Menu

#68 make RSCT_mem_has_quorum() functional

Version_2.0
open
5
2005-08-24
2005-08-24
Jeff Li
No

This function in
http://cvs.sourceforge.net/viewcvs.py/evms/evms2/engine
/plugins/rsct/rsct_mem_info.c?view=markup is not really
working.

A way to see the quorum on command line is to issue

lsrsrc -dx IBM.PeerDomain OpState OpQuorumState |
grep "1:0:"

It has no quorum if the output is empty. It has quorum
otherwise. The only non-empty output is can have
is "1:0:" where 1 means that the domain is online and 0
means that it has quorum.

A simpler alternative is to do

lsrsrc -dx IBM.PeerDomain OpQuorumState | grep "0"

The output can be either empty or "0:" and the latter
means that it has quorum.

Discussion

  • Jeff Li

    Jeff Li - 2005-08-24

    Logged In: YES
    user_id=1330993

    This function's current implementation is the following:

    boolean
    RSCT_mem_has_quorum(){

    return TRUE;
    

    }

     
  • Guochun Shi

    Guochun Shi - 2005-08-24

    Logged In: YES
    user_id=712485

    It was mainly for two nodes and that's why quorum is always
    granted.

    RSCT group api does not provide quorum support:
    "
    Quorum
    Many applications require a form of quorum to ensure that the
    available before the application begins operation.

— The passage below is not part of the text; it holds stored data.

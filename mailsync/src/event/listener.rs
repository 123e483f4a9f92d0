//! # Listener coordinator
//!
//! Module dedicated to clients blocked on the newest entry of a log.
//! The [`ListenerCoordinator`] registers waiters, wakes them up when
//! a successor is appended, and collects log entries nobody needs
//! anymore.
//!
//! Waiters of one entry are woken up in FIFO order, one per append:
//! the first registered client receives the successor, the others
//! keep waiting until the next append or until their timeout.

use std::{
    sync::{
        atomic::{AtomicU64, Ordering},
        Arc,
    },
    time::Duration,
};

use tokio::{sync::oneshot, time};
use tracing::{debug, trace};

use super::log::{EventLog, EventLogEntry, Waiter};

/// The outcome of a wait.
#[derive(Debug)]
pub enum Wakeup {
    /// A successor has been appended after the listened entry.
    Advanced(Arc<EventLogEntry>),
    /// The timeout elapsed before any successor.
    Expired,
    /// The log has been deleted while waiting.
    Closed,
}

/// A client registered on one log entry.
///
/// Dropping a listener unregisters it, so that an abandoned wait
/// never consumes a wakeup.
#[derive(Debug)]
pub struct Listener {
    id: u64,
    entry: Arc<EventLogEntry>,
    rx: oneshot::Receiver<Arc<EventLogEntry>>,
}

impl Listener {
    /// Return the entry this listener waits on.
    pub fn entry(&self) -> &Arc<EventLogEntry> {
        &self.entry
    }

    fn unregister(&self) -> bool {
        let mut waiters = self.entry.waiters();
        match waiters.iter().position(|waiter| waiter.id == self.id) {
            Some(pos) => {
                waiters.remove(pos);
                true
            }
            None => false,
        }
    }
}

impl Drop for Listener {
    fn drop(&mut self) {
        self.unregister();
    }
}

#[derive(Debug, Default)]
pub struct ListenerCoordinator {
    next_id: AtomicU64,
}

impl ListenerCoordinator {
    pub fn new() -> Self {
        Self::default()
    }

    /// Register a new waiter on the given entry.
    ///
    /// Must be called while holding the lock of the log owning the
    /// entry, otherwise an append could slip between the check and
    /// the registration.
    pub fn listen(&self, entry: &Arc<EventLogEntry>) -> Listener {
        let id = self.next_id.fetch_add(1, Ordering::Relaxed);
        let (tx, rx) = oneshot::channel();

        entry.waiters().push_back(Waiter { id, tx });
        trace!(listener = id, entry = %entry.id(), "listener registered");

        Listener {
            id,
            entry: entry.clone(),
            rx,
        }
    }

    /// Block until a successor is appended, the log is deleted or
    /// the timeout elapses.
    pub async fn wait(&self, mut listener: Listener, timeout: Duration) -> Wakeup {
        match time::timeout(timeout, &mut listener.rx).await {
            Ok(Ok(next)) => Wakeup::Advanced(next),
            Ok(Err(_)) => Wakeup::Closed,
            Err(_) => {
                if listener.unregister() {
                    trace!(listener = listener.id, "listener expired");
                    return Wakeup::Expired;
                }

                // an append popped the waiter right after the timeout
                // fired: the successor is already in the channel
                match listener.rx.try_recv() {
                    Ok(next) => Wakeup::Advanced(next),
                    Err(_) => Wakeup::Closed,
                }
            }
        }
    }

    /// Hand the given successor to the earliest live waiter of the
    /// given entry.
    ///
    /// Returns `true` if a waiter has been woken up.
    pub fn advance(&self, entry: &EventLogEntry, next: &Arc<EventLogEntry>) -> bool {
        let mut waiters = entry.waiters();

        while let Some(waiter) = waiters.pop_front() {
            if waiter.tx.send(next.clone()).is_ok() {
                trace!(listener = waiter.id, entry = %next.id(), "listener woken up");
                return true;
            }
        }

        false
    }

    /// Trim the head of the given log.
    ///
    /// Entries are removed from the oldest one and as long as they
    /// are older than the given retention, have no waiter and are not
    /// the newest entry. Collection stops at the first entry not
    /// matching these conditions, so the log stays contiguous.
    pub fn collect(&self, log: &mut EventLog, retention: Duration) -> usize {
        let candidates = log.len().saturating_sub(1);
        let count = log
            .iter()
            .take(candidates)
            .take_while(|entry| !entry.is_listened() && entry.age() >= retention)
            .count();

        let count = log.trim(count);
        if count > 0 {
            debug!(user = %log.user(), count, "collected event log entries");
        }

        count
    }
}
//! # User
//!
//! Every log, store and session of this library is scoped to one
//! user, identified by a [`UserId`].

use std::{borrow::Borrow, fmt, ops::Deref};

/// The opaque identifier of a user.
#[derive(Clone, Debug, Default, Eq, PartialEq, Ord, PartialOrd, Hash)]
#[cfg_attr(
    feature = "derive",
    derive(serde::Serialize, serde::Deserialize),
    serde(transparent)
)]
pub struct UserId(String);

impl UserId {
    pub fn new(id: impl ToString) -> Self {
        Self(id.to_string())
    }

    pub fn as_str(&self) -> &str {
        &self.0
    }
}

impl Deref for UserId {
    type Target = str;

    fn deref(&self) -> &Self::Target {
        &self.0
    }
}

impl Borrow<str> for UserId {
    fn borrow(&self) -> &str {
        &self.0
    }
}

impl From<&str> for UserId {
    fn from(id: &str) -> Self {
        Self(id.to_owned())
    }
}

impl From<String> for UserId {
    fn from(id: String) -> Self {
        Self(id)
    }
}

impl fmt::Display for UserId {
    fn fmt(&self, f: &mut fmt::Formatter) -> fmt::Result {
        write!(f, "{}", self.0)
    }
}
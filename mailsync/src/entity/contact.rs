use super::Entity;

/// The contact snapshot.
///
/// Cards are kept opaque (usually signed or encrypted vCards).
#[derive(Clone, Debug, Default, Eq, PartialEq)]
#[cfg_attr(
    feature = "derive",
    derive(serde::Serialize, serde::Deserialize),
    serde(rename_all = "kebab-case")
)]
pub struct Contact {
    pub id: String,
    pub name: String,
    pub emails: Vec<ContactEmail>,
    pub cards: Vec<String>,
}

/// One email address of a contact.
#[derive(Clone, Debug, Default, Eq, PartialEq)]
#[cfg_attr(
    feature = "derive",
    derive(serde::Serialize, serde::Deserialize),
    serde(rename_all = "kebab-case")
)]
pub struct ContactEmail {
    pub id: String,
    pub name: String,
    pub email: String,
}

impl Contact {
    pub fn apply(&mut self, update: ContactUpdate) {
        if let Some(name) = update.name {
            self.name = name;
        }
        if let Some(emails) = update.emails {
            self.emails = emails;
        }
        if let Some(cards) = update.cards {
            self.cards = cards;
        }
    }
}

impl Entity for Contact {
    fn id(&self) -> &str {
        &self.id
    }
}

/// The sparse contact update.
#[derive(Clone, Debug, Default, Eq, PartialEq)]
#[cfg_attr(
    feature = "derive",
    derive(serde::Serialize, serde::Deserialize),
    serde(rename_all = "kebab-case")
)]
pub struct ContactUpdate {
    pub id: String,
    pub name: Option<String>,
    pub emails: Option<Vec<ContactEmail>>,
    pub cards: Option<Vec<String>>,
}
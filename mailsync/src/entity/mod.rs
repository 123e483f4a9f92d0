//! # Entity module
//!
//! Module dedicated to the snapshots exchanged between storages and
//! clients: [`Message`], [`Conversation`], [`Contact`], [`Label`] and
//! [`Address`].
//!
//! Mutations are expressed with sparse updates ([`MessageUpdate`],
//! [`ContactUpdate`], [`LabelUpdate`], [`AddressUpdate`]): only fields
//! set to `Some` are applied.

pub mod address;
pub mod contact;
pub mod conversation;
pub mod count;
pub mod label;
pub mod message;

use std::fmt;

#[doc(inline)]
pub use self::{
    address::{Address, AddressStatus, AddressUpdate},
    contact::{Contact, ContactEmail, ContactUpdate},
    conversation::{Conversation, ConversationLabel},
    count::MessageCount,
    label::{Label, LabelKind, LabelUpdate},
    message::{Message, MessageUpdate},
};

/// An entity identified by a unique string.
pub trait Entity: Clone + Send + Sync {
    /// Return the identifier of the entity.
    fn id(&self) -> &str;
}

/// Generate a new random entity identifier.
pub fn new_id() -> String {
    uuid::Uuid::new_v4().simple().to_string()
}

/// An email address with an optional display name.
#[derive(Clone, Debug, Default, Eq, PartialEq, Hash)]
#[cfg_attr(
    feature = "derive",
    derive(serde::Serialize, serde::Deserialize),
    serde(rename_all = "kebab-case")
)]
pub struct EmailAddress {
    pub name: Option<String>,
    pub address: String,
}

impl EmailAddress {
    pub fn new(name: Option<impl ToString>, address: impl ToString) -> Self {
        Self {
            name: name.map(|name| name.to_string()),
            address: address.to_string(),
        }
    }
}

impl From<&str> for EmailAddress {
    fn from(address: &str) -> Self {
        Self {
            name: None,
            address: address.to_owned(),
        }
    }
}

impl fmt::Display for EmailAddress {
    fn fmt(&self, f: &mut fmt::Formatter) -> fmt::Result {
        match &self.name {
            Some(name) => write!(f, "{name} <{}>", self.address),
            None => write!(f, "{}", self.address),
        }
    }
}
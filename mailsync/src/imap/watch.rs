//! # IMAP idle worker
//!
//! Module dedicated to the idle mode of a session. The
//! [`IdleWorker`] is a state machine driven by its own task:
//!
//! - `Active`: user-driven operations use the connection. The worker
//!   waits for a quiescence window without any of them.
//! - `Idle`: the worker owns the connection in idle mode, checks for
//!   push notices every poll interval and renews the idle mode before
//!   the server drops it. A user-driven operation cancels it
//!   immediately.
//! - `Reconnecting`: the connection has been closed while idling.
//!   The worker reconnects with the stored credentials until it
//!   succeeds.
//!
//! Push notices are translated into events the same way a
//! user-driven insertion would be. Only new messages are handled:
//! expunges and flag changes are ignored.

use std::{pin::pin, sync::Arc};

use tokio::{
    task::JoinHandle,
    time::{self, Instant},
};
use tracing::{debug, info, trace, warn};

use super::{
    session::SessionState, Error, ImapSession, ImapWatchConfig, Notice, RemoteMessage, Result,
};
use crate::{
    entity::Conversation,
    event::{Delta, Event, Refresh},
    observer::Emitter,
};

#[derive(Clone, Copy, Debug, Eq, PartialEq)]
enum WorkerState {
    Active,
    Idle,
    Reconnecting,
}

/// The idle worker of one session.
pub struct IdleWorker {
    session: Arc<ImapSession>,
    emitter: Emitter,
    config: ImapWatchConfig,
}

impl IdleWorker {
    pub fn new(session: Arc<ImapSession>, emitter: Emitter, config: ImapWatchConfig) -> Self {
        Self {
            session,
            emitter,
            config,
        }
    }

    /// Run the worker in its own task.
    ///
    /// The worker never stops by itself: abort the returned handle to
    /// stop it.
    pub fn spawn(self) -> JoinHandle<()> {
        tokio::spawn(self.run())
    }

    async fn run(self) {
        let mut state = WorkerState::Active;

        loop {
            trace!(user = %self.session.user(), ?state, "idle worker state");

            state = match state {
                WorkerState::Active => self.wait_quiescence().await,
                WorkerState::Idle => self.idle().await,
                WorkerState::Reconnecting => self.reconnect().await,
            };
        }
    }

    /// Wait until no user-driven operation happened for a whole
    /// quiescence window.
    async fn wait_quiescence(&self) -> WorkerState {
        let quiescence = self.config.find_quiescence();

        loop {
            let deadline = self.session.last_activity() + quiescence;

            if Instant::now() < deadline {
                time::sleep_until(deadline).await;
                continue;
            }

            if self.session.pending() == 0 {
                return WorkerState::Idle;
            }

            // the running operation starts a new window when done
            time::sleep(quiescence.max(self.config.find_poll_interval())).await;
        }
    }

    async fn idle(&self) -> WorkerState {
        let user = self.session.user();
        let poll_interval = self.config.find_poll_interval();
        let idle_renew = self.config.find_idle_renew();

        let mut state = self.session.lock().await;

        // an operation got the lock first, a new quiescence window
        // starts after it
        if self.session.pending() > 0 {
            return WorkerState::Active;
        }

        if state.stale {
            state.stale = false;
            let event = Event {
                refresh: Refresh::MAIL,
                ..Default::default()
            };
            self.emitter.emit(user, event).await;
        }

        match self.enter_idle(&mut state).await {
            Ok(()) => debug!(%user, "entering idle mode"),
            Err(err) => return self.recover(err),
        }

        let mut renewed_at = Instant::now();

        loop {
            let mut cancelled = pin!(self.session.cancel().notified());
            cancelled.as_mut().enable();

            if self.session.pending() > 0 {
                debug!(%user, "idle mode cancelled");
                return WorkerState::Active;
            }

            tokio::select! {
                _ = cancelled => {
                    debug!(%user, "idle mode cancelled");
                    return WorkerState::Active;
                }
                _ = time::sleep(poll_interval) => (),
            }

            if renewed_at.elapsed() >= idle_renew {
                if let Err(err) = self.renew_idle(&mut state).await {
                    return self.recover(err);
                }
                renewed_at = Instant::now();
                debug!(%user, "idle mode renewed");
            }

            let notices = match state.client.as_mut() {
                Some(client) => client.poll_notices().await,
                None => Err(Error::ConnectionClosedError),
            };

            let notices = match notices {
                Ok(notices) => notices,
                Err(err) if err.is_connection_closed() => return self.recover(err),
                Err(err) => {
                    warn!(%user, "cannot poll IMAP notices: {err}");
                    continue;
                }
            };

            for notice in notices {
                if let Err(err) = self.handle_notice(&mut state, notice).await {
                    if err.is_connection_closed() {
                        return self.recover(err);
                    }
                    warn!(%user, ?notice, "cannot handle IMAP notice, dropping it: {err}");
                }
            }

            // handling notices leaves the idle mode
            if !state.idling {
                if let Err(err) = self.enter_idle(&mut state).await {
                    return self.recover(err);
                }
            }
        }
    }

    async fn enter_idle(&self, state: &mut SessionState) -> Result<()> {
        let client = state.ready().await?;
        client.idle().await?;
        state.idling = true;
        Ok(())
    }

    async fn renew_idle(&self, state: &mut SessionState) -> Result<()> {
        state.ready().await?;
        self.enter_idle(state).await
    }

    /// Translate the given notice into events.
    ///
    /// Only new messages are handled. Messages notified twice, or
    /// appended by a user-driven operation of this session, are
    /// skipped. Every other message with a UID between the last
    /// pushed one and the notified one is pushed.
    async fn handle_notice(&self, state: &mut SessionState, notice: Notice) -> Result<()> {
        let user = self.session.user();

        let seq = match notice {
            Notice::Exists(seq) => seq,
            notice => {
                trace!(%user, ?notice, "ignoring IMAP notice");
                return Ok(());
            }
        };

        let last_pushed = state.last_pushed;
        let client = state.ready().await?;

        let uid = client.fetch_uid(seq).await?;
        if uid <= last_pushed {
            trace!(%user, seq, uid, "message already pushed, skipping it");
            return Ok(());
        }

        let uids = format!("{}:{uid}", last_pushed + 1);
        let messages = client.fetch_messages(&uids).await?;
        state.last_pushed = uid;

        for message in messages {
            if state.appended.remove(&message.uid) {
                trace!(%user, seq, uid = message.uid, "message appended by user, skipping it");
                continue;
            }

            debug!(%user, seq, uid = message.uid, "new message pushed");
            self.emit_message(message).await;
        }

        state.appended.retain(|appended| *appended > uid);

        Ok(())
    }

    async fn emit_message(&self, message: RemoteMessage) {
        let message = message.into_message(self.session.mailbox());

        let conversation = Conversation::from_messages(&message.conversation_id, [&message])
            .map(Delta::create)
            .into_iter()
            .collect();

        let event = Event {
            messages: vec![Delta::create(message)],
            conversations: conversation,
            ..Default::default()
        };

        self.emitter.emit(self.session.user(), event).await;
    }

    fn recover(&self, err: Error) -> WorkerState {
        let user = self.session.user();

        if err.is_connection_closed() {
            warn!(%user, "IMAP connection closed while idling: {err}");
            WorkerState::Reconnecting
        } else {
            warn!(%user, "cannot run IMAP idle mode: {err}");
            WorkerState::Active
        }
    }

    async fn reconnect(&self) -> WorkerState {
        let user = self.session.user();
        let delay = self.config.find_reconnect_delay();

        loop {
            let mut state = self.session.lock().await;

            // a user-driven operation reconnected in the meantime
            if state.stale {
                return WorkerState::Active;
            }

            match self.session.reconnect(&mut state).await {
                Ok(_) => {
                    info!(%user, "IMAP idle mode recovered");
                    return WorkerState::Active;
                }
                Err(err) => {
                    warn!(%user, "cannot reconnect IMAP session, retrying in {delay:?}: {err}");
                }
            }

            drop(state);
            time::sleep(delay).await;
        }
    }
}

For example,
    require a certain percentage of nodes to be up and running
    before
    another requires particular nodes.
    Because groups have significantly different requirements for
    quorum,
    does not provide a predefined quorum as part of its support. It
    of the application that is using the GSAPI to form groups that
    required quorum mechanisms. By manipulating the state
    information
    an application can build the required quorum mechanism.
    "

    I believe returning "total nodes == 2 || active nodes > half of
    all nodes" should be OK in our case.

     
  • Jeff Li

    Jeff Li - 2005-08-25

    Logged In: YES
    user_id=1330993

    INSTALL.RSCT talks about mkrpdomain command. This
    command can be used to pick a quorum mechanism. The
    man page says:

    -Q quorum_type | quorum_type_name
    Specifies the quorum rules that are used for start-
    up,
    operational, and configuration quorum. Start-up
    quorum
    defines how many nodes are contacted to obtain
    configuration information before starting the peer
    domain. Operational quorum defines how many
    nodes must be
    online in order to start and stop resources and how
    tie
    breaking is used. Configuration quorum defines
    how many
    nodes must be online to make changes to the peer
    domain
    (adding or removing a node, for example). To see
    what
    quorum rule types are available on a node, run:
    lsrsrc -c IBM.PeerDomain AvailableQuorumTypes

    The valid values are:

    0 | normal
    Specifies normal quorum rules. This is the
    default. For start-up quorum, at least half of
    the nodes will be contacted for configuration
    information. For configuration quorum, more
    than
    half of the nodes must be online to make
    configuration changes. For operational
    quorum,
    the cluster or subcluster must have a majority
    of the nodes in the peer domain. If a tie exists
    between subclusters, the subcluster that
    holds
    the tiebreaker has operational quorum.

    1 | quick
    Specifies quick quorum rules. For start-up
    quorum, even if no other nodes can be
    contacted,
    the node will still come online. For
    configuration quorum, more than half of the
    nodes must be online to make configuration
    changes. For operational quorum, the cluster
    or
    subcluster must have a majority of the nodes
    in
    the peer domain. If a tie exists between
    subclusters, the subcluster that holds the
    tiebreaker has operational quorum.

     
  • Jeff Li

    Jeff Li - 2005-08-25

    Logged In: YES
    user_id=1330993

    The man page is available on internet:

    http://publib.boulder.ibm.com/infocenter/clresctr/index.jsp?
    topic=/com.ibm.cluster.rsct.doc/rsct_linux141/bl5trl0836.html

    More details are available at
    http://publib.boulder.ibm.com/infocenter/clresctr/index.jsp?
    topic=/com.ibm.cluster.rsct.doc/rsct_aix5l53/bl5adm0822.htm
    l:

    What is quorum?
    Quorum refers to the minimum numbers of nodes within the
    peer domain that are required to carry out a particular
    operation. There are three kinds of quorum that specify the
    number of nodes required for different types of operations.
    These are startup quorum, configuration quorum, and
    operational quorum.

    What is startup quorum?
    Startup quorum refers to the number of nodes needed to bring
    a peer domain online. If the configuration resource manager is
    unable to reach this minimum number of nodes, it will not be
    able to start the peer domain.

    What is configuration quorum?
    Configuration quorum refers to the minimum number of nodes,
    or a certain peer-domain state, needed to perform operations
    that modify the peer domain's configuration information. If you
    issue a command that will modify a peer domain's
    configuration, and the configuration resource manager is
    unable to reach this minimum number of nodes, the
    command will fail.

    What is operational quorum?
    Operation quorum refers to the minimum number of nodes, or
    a certain peer-domain state, needed to safely activate
    resources without creating conflicts with another subdomain.
    It is used to protect data following domain partitioning.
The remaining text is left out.